Family Myths and Stories

Growing up in San Diego with all of my father's family living in Massachusetts created a situation where my father was the fount of all family knowledge at home - at least until his brother and sisters started visiting us in San Diego during the 1960's. My father was a "kidder" - he would make up stories, or embellish actual stories, usually to make himself look good. Two of the stories he told us were:

1) Story: When he was a young man, he played baseball in high school, for prep schools, in college at Dartmouth, and for semi-pro teams in Fitchburg and Leominster. Fact: His academic career was not mentioned! He had a very checkered academic career - leaving high school before graduation, enrolling in several academies or prep schools (Cushman Academy, Kingsley Prep School, Worcester Academy), and finally getting a high school degree several years later. He said he received a baseball or football scholarship to play at Dartmouth, and enrolled there, but attended only one year. He may have injured his knee during this time that limited his baseball career. At the height of the Depression, the family could no longer support college for him. I have found newspaper articles in the Fitchburg newspaper that report his baseball exploits for the local teams - he was a Catcher.

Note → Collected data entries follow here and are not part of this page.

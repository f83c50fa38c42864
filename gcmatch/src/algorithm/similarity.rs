//! Shape-similarity scoring and the seeding assignment built on it.
//!
//! Each fragment of an analyte is described by the distances from its
//! expected rt to the expected rts of its sibling fragments; each observation
//! linked to the analyte by the distances from its rt to the other linked
//! observations. The warping-path distance between the two profiles scores
//! how well the observation fits the fragment's place in the family.

use log::debug;

use crate::algorithm::dtw::path_length_score;
use crate::algorithm::state::MatchingState;
use crate::data::candidate::{CandidateFlag, CandidateSet, FragmentKey};

/// Store a shape distance on every candidate (smaller is better).
pub fn score_candidates(set: &mut CandidateSet) {
    for analyte in 0..set.analytes.len() {
        let fragments = set.analytes[analyte].fragments.clone();
        let observations = set.observations_of_analyte(analyte);

        for &f in &fragments {
            let trt = set.fragments[f].expected_rt;
            let target_profile: Vec<f64> = fragments
                .iter()
                .map(|&g| (trt - set.fragments[g].expected_rt).abs())
                .collect();

            for k in 0..set.candidates_of(f).len() {
                let ci = set.candidates_of(f)[k];
                let rt = set.observation_rt(set.candidates[ci].observation);
                let observed_profile: Vec<f64> = observations
                    .iter()
                    .map(|&p| (rt - set.observation_rt(p)).abs())
                    .collect();
                set.candidates[ci].score = path_length_score(&target_profile, &observed_profile);
            }
        }
    }
}

/// Assign every unmatched fragment its best-scoring contestable observation.
///
/// An observation is contestable when it is free, or when its holder scored
/// it strictly worse than the challenger does. A displaced holder goes back
/// on the worklist. Every successful contest strictly lowers the score held
/// on the contested observation, so the loop ends.
///
/// Returns the number of contests won against an incumbent.
pub fn seed_assignment(set: &mut CandidateSet, state: &mut MatchingState) -> usize {
    let mut worklist: Vec<FragmentKey> = (0..set.fragments.len())
        .rev()
        .filter(|&f| !state.is_matched(f))
        .collect();
    let mut contests = 0;

    while let Some(f) = worklist.pop() {
        if state.is_matched(f) {
            continue;
        }

        let mut best: Option<(usize, f64)> = None;
        for &ci in set.candidates_of(f) {
            let c = &set.candidates[ci];
            if best.map_or(false, |(_, s)| c.score >= s) {
                continue;
            }
            let contestable = match state.holder_of(c.observation) {
                None => true,
                Some(holder) => set
                    .score_of(holder, c.observation)
                    .map_or(false, |held| c.score < held),
            };
            if contestable {
                best = Some((ci, c.score));
            }
        }

        if let Some((ci, score)) = best {
            let observation = set.candidates[ci].observation;
            if let Some(evicted) = state.assign(f, observation) {
                debug!("fragment {} takes observation {} from {} (score {:.4})", f, observation, evicted, score);
                worklist.push(evicted);
                contests += 1;
            }
            set.candidates[ci].flag = CandidateFlag::Rejected;
        }
    }

    contests
}

/// Score all candidates and seed the matching from the scores.
pub fn run_similarity_seed(set: &mut CandidateSet, state: &mut MatchingState) -> usize {
    score_candidates(set);
    let contests = seed_assignment(set, state);
    debug!(
        "similarity seed matched {} of {} fragments ({} contests)",
        state.matched_count(),
        set.fragments.len(),
        contests
    );
    contests
}
// src/lib.rs
pub mod batch;
pub mod config;
pub mod error;

pub mod io {
    pub mod targets;
    pub mod peaks;
    pub mod table;
}
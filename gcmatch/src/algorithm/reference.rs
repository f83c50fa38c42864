//! Per-analyte reference retention time, per-fragment deviation, and the
//! adaptive deviation bound derived from them.

use crate::algorithm::state::MatchingState;
use crate::data::candidate::CandidateSet;

/// Lower of the two middle values (the true median for odd counts).
///
/// Sorts `values` in place and picks index `n / 2 + n % 2 - 1`.
///
/// # Example
///
/// ```
/// use gcmatch::algorithm::reference::low_median;
///
/// assert_eq!(low_median(&mut [5.0, 1.0, 3.0]), Some(3.0));
/// assert_eq!(low_median(&mut [7.0, 1.0, 5.0, 3.0]), Some(3.0));
/// ```
pub fn low_median(values: &mut [f64]) -> Option<f64> {
    let n = values.len();
    if n == 0 {
        return None;
    }
    values.sort_by(|a, b| a.total_cmp(b));
    Some(values[n / 2 + n % 2 - 1])
}

/// Quantile with linear interpolation between closest ranks on sorted data.
pub fn quantile_sorted(sorted: &[f64], q: f64) -> Option<f64> {
    if sorted.is_empty() {
        return None;
    }
    let pos = q.clamp(0.0, 1.0) * (sorted.len() - 1) as f64;
    let lo = pos.floor() as usize;
    let hi = pos.ceil() as usize;
    Some(sorted[lo] + (sorted[hi] - sorted[lo]) * (pos - lo as f64))
}

/// `min(2 * q75(drts), drt_max)`, or `drt_max` when there is nothing to
/// estimate from.
pub fn adaptive_bound(drts: &mut [f64], drt_max: f64) -> f64 {
    drts.sort_by(|a, b| a.total_cmp(b));
    match quantile_sorted(drts, 0.75) {
        Some(q) if q.is_finite() => (2.0 * q).min(drt_max),
        _ => drt_max,
    }
}

/// Recompute irt for every analyte and drt for every fragment from the
/// current matching, and return the adaptive bound.
///
/// Analytes without a matched fragment lose their irt; fragments without a
/// match or without an analyte irt lose their drt. When no analyte has more
/// than one matched fragment every deviation is zero by construction, and
/// the bound falls back to `drt_max`.
pub fn refresh(set: &CandidateSet, state: &mut MatchingState, drt_max: f64) -> f64 {
    let mut rts: Vec<Vec<f64>> = vec![Vec::new(); set.analytes.len()];
    for (f, o) in state.matched_pairs() {
        rts[set.analyte_of(f)].push(set.observation_rt(o));
    }
    let informative = rts.iter().any(|v| v.len() > 1);
    for (analyte, mut values) in rts.into_iter().enumerate() {
        state.set_irt(analyte, low_median(&mut values));
    }

    let mut drts = Vec::new();
    for f in 0..set.fragments.len() {
        let drt = match (state.observation_of(f), state.irt(set.analyte_of(f))) {
            (Some(o), Some(irt)) => Some((irt - set.observation_rt(o)).abs()),
            _ => None,
        };
        state.set_deviation(f, drt);
        if let Some(d) = drt {
            drts.push(d);
        }
    }

    if informative {
        adaptive_bound(&mut drts, drt_max)
    } else {
        drt_max
    }
}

2) Story: He drove to San Diego in December 1940 in three days from Leominster MA - didn't sleep, ate donuts and hot dogs, and drank coffee to stay awake. He said that he was escaping the cold winters and shoveling snow at his sister's house. Fact: I think most of that is true - he drove across country pretty quickly and ended up at his aunt's house in San Diego. I have the short letter he wrote from Columbus, Ohio - I doubt if the letter made it to San Diego before he did. The possibly true story is that he left quickly due to a failed love and potential fatherhood (as I've written about before).

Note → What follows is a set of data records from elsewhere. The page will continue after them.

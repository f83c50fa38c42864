//! Target list reading.
//!
//! Expected headers: `id, name, tmz, trt, subid`; any further columns
//! (`monoisotopic, cas, formula, ...`) are ignored except `concentration`,
//! which is carried into the feature tables.

use std::fs::File;
use std::io::{BufReader, Read};
use std::path::Path;

use gcmatch::data::target::TargetFragment;
use gcmatch::ToleranceConfig;
use serde::Deserialize;

use crate::error::{BatchError, Result};

#[derive(Debug, Deserialize)]
struct TargetRow {
    id: u32,
    #[serde(default)]
    name: String,
    tmz: f64,
    trt: f64,
    subid: u32,
    #[serde(default)]
    concentration: Option<f64>,
}

/// One row of the target list.
#[derive(Clone, Debug, PartialEq)]
pub struct TargetEntry {
    pub id: u32,
    pub subid: u32,
    pub name: String,
    pub expected_mz: f64,
    pub expected_rt: f64,
    pub concentration: Option<f64>,
}

#[derive(Clone, Debug, Default, PartialEq)]
pub struct TargetList {
    pub entries: Vec<TargetEntry>,
}

impl TargetList {
    pub fn len(&self) -> usize {
        self.entries.len()
    }

    pub fn is_empty(&self) -> bool {
        self.entries.is_empty()
    }

    /// Target fragments with windows derived from `tolerance`.
    pub fn fragments(&self, tolerance: &ToleranceConfig) -> Vec<TargetFragment> {
        self.entries
            .iter()
            .map(|e| TargetFragment::from_expected(e.id, e.subid, e.expected_mz, e.expected_rt, tolerance))
            .collect()
    }
}

pub fn read_targets<R: Read>(reader: R) -> Result<TargetList> {
    let mut rdr = csv::ReaderBuilder::new().trim(csv::Trim::All).from_reader(reader);
    let mut entries = Vec::new();
    for row in rdr.deserialize() {
        let row: TargetRow = row?;
        if !row.tmz.is_finite() || !row.trt.is_finite() {
            return Err(BatchError::Format(format!(
                "target {}/{} has non-finite tmz or trt",
                row.id, row.subid
            )));
        }
        entries.push(TargetEntry {
            id: row.id,
            subid: row.subid,
            name: row.name,
            expected_mz: row.tmz,
            expected_rt: row.trt,
            concentration: row.concentration,
        });
    }
    Ok(TargetList { entries })
}

pub fn read_targets_file(path: &Path) -> Result<TargetList> {
    let file = File::open(path).map_err(|e| BatchError::io(path, e))?;
    read_targets(BufReader::new(file))
}

#[cfg(test)]
mod tests {
    use super::*;

    #[test]
    fn test_read_targets_with_extra_columns() {
        let data = "\
id,name,tmz,trt,monoisotopic,cas,subid,formula,concentration
1,benzene,78.0469,5.12,78.0469,71-43-2,0,C6H6,2.5
1,benzene,77.0391,5.12,78.0469,71-43-2,1,C6H6,
2,toluene,91.0542,6.40,92.0626,108-88-3,0,C7H8,1.0
";
        let targets = read_targets(data.as_bytes()).unwrap();
        assert_eq!(targets.len(), 3);
        assert_eq!(targets.entries[1].subid, 1);
        assert_eq!(targets.entries[0].concentration, Some(2.5));
        assert_eq!(targets.entries[1].concentration, None);
        assert_eq!(targets.entries[2].name, "toluene");

        let fragments = targets.fragments(&ToleranceConfig::default());
        assert!((fragments[2].rt_window.1 - 6.7).abs() < 1e-9);
    }

    #[test]
    fn test_missing_required_column() {
        let data = "id,name,trt,subid\n1,x,5.0,0\n";
        assert!(matches!(read_targets(data.as_bytes()), Err(BatchError::Csv(_))));
    }
}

I guess I should ask my brothers what else they remember - those are pretty tame, aren't they?

My Aunt Geraldine made four audio cassette tapes back in 1990, and I have transcribed them. However, I have them only in a paper copy, since the software I used is obsolete and the data disks are lost. One of the things she mentioned is that her mother always said that someone in the family took the inheritances that were rightfully hers or her family's. This was stated about:

1) Myth: When my father's great-grandfather Isaac Seaver died, his third wife took all of the money and gave it to her relatives. Fact: A family friend and perhaps lawyer, Hamilton Mayo, was the executor of the estate and while the wife got some of the estate, Isaac's four surviving children received $481.71 each.

2) Myth: When her father, Thomas Richmond, died in 1917, her brother Edwin Richmond, took all of the money. Fact: Thomas Richmond died intestate, and the estate totalled $509. There is no record of a distribution to the five living heirs, but it couldn't have been much.

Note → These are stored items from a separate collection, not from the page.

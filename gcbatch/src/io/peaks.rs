//! Per-sample peak lists.
//!
//! A peak list is a CSV table with one detected peak per row. The m/z,
//! retention time and signal columns are picked by position; the sample name
//! is the signal column's header with a configured suffix stripped.

use std::fs::{self, File};
use std::io::{BufReader, Read};
use std::path::{Path, PathBuf};

use gcmatch::data::observation::Observation;
use regex::Regex;

use crate::config::PeakColumns;
use crate::error::{BatchError, Result};

#[derive(Clone, Debug, PartialEq)]
pub struct SamplePeaks {
    pub name: String,
    pub observations: Vec<Observation>,
}

/// Empty cells read as NaN, which never falls inside a window or passes the
/// positive-signal filter.
fn parse_cell(record: &csv::StringRecord, column: usize, row: usize) -> Result<f64> {
    let cell = record
        .get(column)
        .ok_or_else(|| BatchError::Format(format!("row {}: no column {}", row + 1, column)))?
        .trim();
    if cell.is_empty() {
        return Ok(f64::NAN);
    }
    cell.parse::<f64>()
        .map_err(|_| BatchError::Format(format!("row {}: column {} is not numeric: '{}'", row + 1, column, cell)))
}

pub fn read_peaks<R: Read>(reader: R, columns: &PeakColumns, suffix: &Regex) -> Result<SamplePeaks> {
    let mut rdr = csv::ReaderBuilder::new().flexible(true).from_reader(reader);
    let header = rdr
        .headers()?
        .get(columns.signal)
        .ok_or_else(|| BatchError::Format(format!("header has no signal column {}", columns.signal)))?
        .trim()
        .to_string();
    let name = suffix.replace(&header, "").into_owned();

    let mut observations = Vec::new();
    for (row, record) in rdr.records().enumerate() {
        let record = record?;
        observations.push(Observation::new(
            parse_cell(&record, columns.mz, row)?,
            parse_cell(&record, columns.rt, row)?,
            parse_cell(&record, columns.signal, row)?,
        ));
    }
    Ok(SamplePeaks { name, observations })
}

pub fn read_peaks_file(path: &Path, columns: &PeakColumns, suffix: &Regex) -> Result<SamplePeaks> {
    let file = File::open(path).map_err(|e| BatchError::io(path, e))?;
    read_peaks(BufReader::new(file), columns, suffix)
        .map_err(|e| match e {
            BatchError::Format(msg) => BatchError::Format(format!("{}: {}", path.display(), msg)),
            other => other,
        })
}

/// `*.csv` files directly inside `dir`, sorted by file name.
pub fn discover_peak_lists(dir: &Path) -> Result<Vec<PathBuf>> {
    let mut paths = Vec::new();
    for entry in fs::read_dir(dir).map_err(|e| BatchError::io(dir, e))? {
        let path = entry.map_err(|e| BatchError::io(dir, e))?.path();
        let is_csv = path.extension().map_or(false, |ext| ext == "csv");
        if path.is_file() && is_csv {
            paths.push(path);
        }
    }
    paths.sort();
    Ok(paths)
}

#[cfg(test)]
mod tests {
    use super::*;

    fn suffix() -> Regex {
        Regex::new(r"\.mzXML Peak area$").unwrap()
    }

    #[test]
    fn test_read_peaks_by_position() {
        let data = "\
row m/z,row retention time,row ID,S01.mzXML Peak area
78.0470,5.13,1,1500.5
91.0541,6.41,2,0
";
        let peaks = read_peaks(data.as_bytes(), &PeakColumns::default(), &suffix()).unwrap();
        assert_eq!(peaks.name, "S01");
        assert_eq!(peaks.observations.len(), 2);
        assert!((peaks.observations[0].mz - 78.047).abs() < 1e-9);
        assert!(peaks.observations[0].has_signal());
        assert!(!peaks.observations[1].has_signal());
    }

    #[test]
    fn test_empty_cell_reads_as_nan() {
        let data = "mz,rt,id,S02\n100.0,5.0,1,\n";
        let peaks = read_peaks(data.as_bytes(), &PeakColumns::default(), &suffix()).unwrap();
        assert_eq!(peaks.name, "S02");
        assert!(peaks.observations[0].signal.is_nan());
        assert!(!peaks.observations[0].has_signal());
    }

    #[test]
    fn test_non_numeric_cell_is_reported() {
        let data = "mz,rt,id,S03\n100.0,abc,1,5\n";
        let err = read_peaks(data.as_bytes(), &PeakColumns::default(), &suffix()).unwrap_err();
        match err {
            BatchError::Format(msg) => assert!(msg.contains("row 1")),
            other => panic!("unexpected error: {other}"),
        }
    }

    #[test]
    fn test_missing_signal_column() {
        let data = "mz,rt\n100.0,5.0\n";
        assert!(matches!(
            read_peaks(data.as_bytes(), &PeakColumns::default(), &suffix()),
            Err(BatchError::Format(_))
        ));
    }
}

3) Myth: When my father's grandparents, Frank and Hattie Seaver died, their son Harry Seaver squandered all of it. Fact: The family friend, and perhaps lawyer, J. Ward Healey, was the administrator of the estate, and Frederick Seaver received $2,700 as his share.

Frankly, I have absolutely no doubt that the executors and administrators did their duty and distributed the inheritances as required by law. What happened after that - loans, investments, shopping - I have no clue as to what happened.

The most fanciful of the family stories was that my grandmother, Alma Bessie (Richmond) Seaver was descended from Peregrine White, the first English child born in New England in 1620 on board the Mayflower. Everybody snickered and rolled their eyes whenever anyone said this. However, I did enough research to show that it was true - Bess's mother was Julia White, who was the 7th great-granddaughter of Peregrine White of the Mayflower. I really enjoyed presenting the proof of the line (at least to my satisfaction) to my aunts, uncle and cousins at a family get-together in September 1990 in Leominster MA.


Anonymous said...

Very interesting post, Randy. Separating fact from fiction can be a daunting task in a family of storytellers. On the other hand, wouldn't you rather have a colorful version of an otherwise bland story to pass on? Fortunately, the truth is almost always interesting enough on its own.

Janice said...

Great story Randy!! Most family stories have at least a minimal amount of truth hidden within the "story." Congrats on being able to separate the "wheat from the chaff."


Anonymous said...

What a striking theme runs through the stories about the inheritances. They certainly underscore the point that oral history needs to be borne out by additional context, whether other forms of research, additional oral histories, and the like. I see this kind of thing emphasized on the oral history listserve from time to time.

"Tell me the story about..." may amount, in the end, to "weave me a yarn about" or "Pass on the myth about..."

Oh, and how fun to conclude with the story (Obviouly it's a myth, they say, rolling the eyes) that turns out to be true.

Terry Thornton said...

Enjoyed reading about your family's myths and stories --- and your zinger proof/conclusion! That's always fun to be able to sit back and say, "See. It is true!"

Thanks for sharing this look into your family.

Terry Thornton
Hill Country of Monroe County, Mississippi

Miriam Robbins said...

I'm not certain, but it seems like the Seavers and the Robbinses have an identical "tall-tale telling" gene!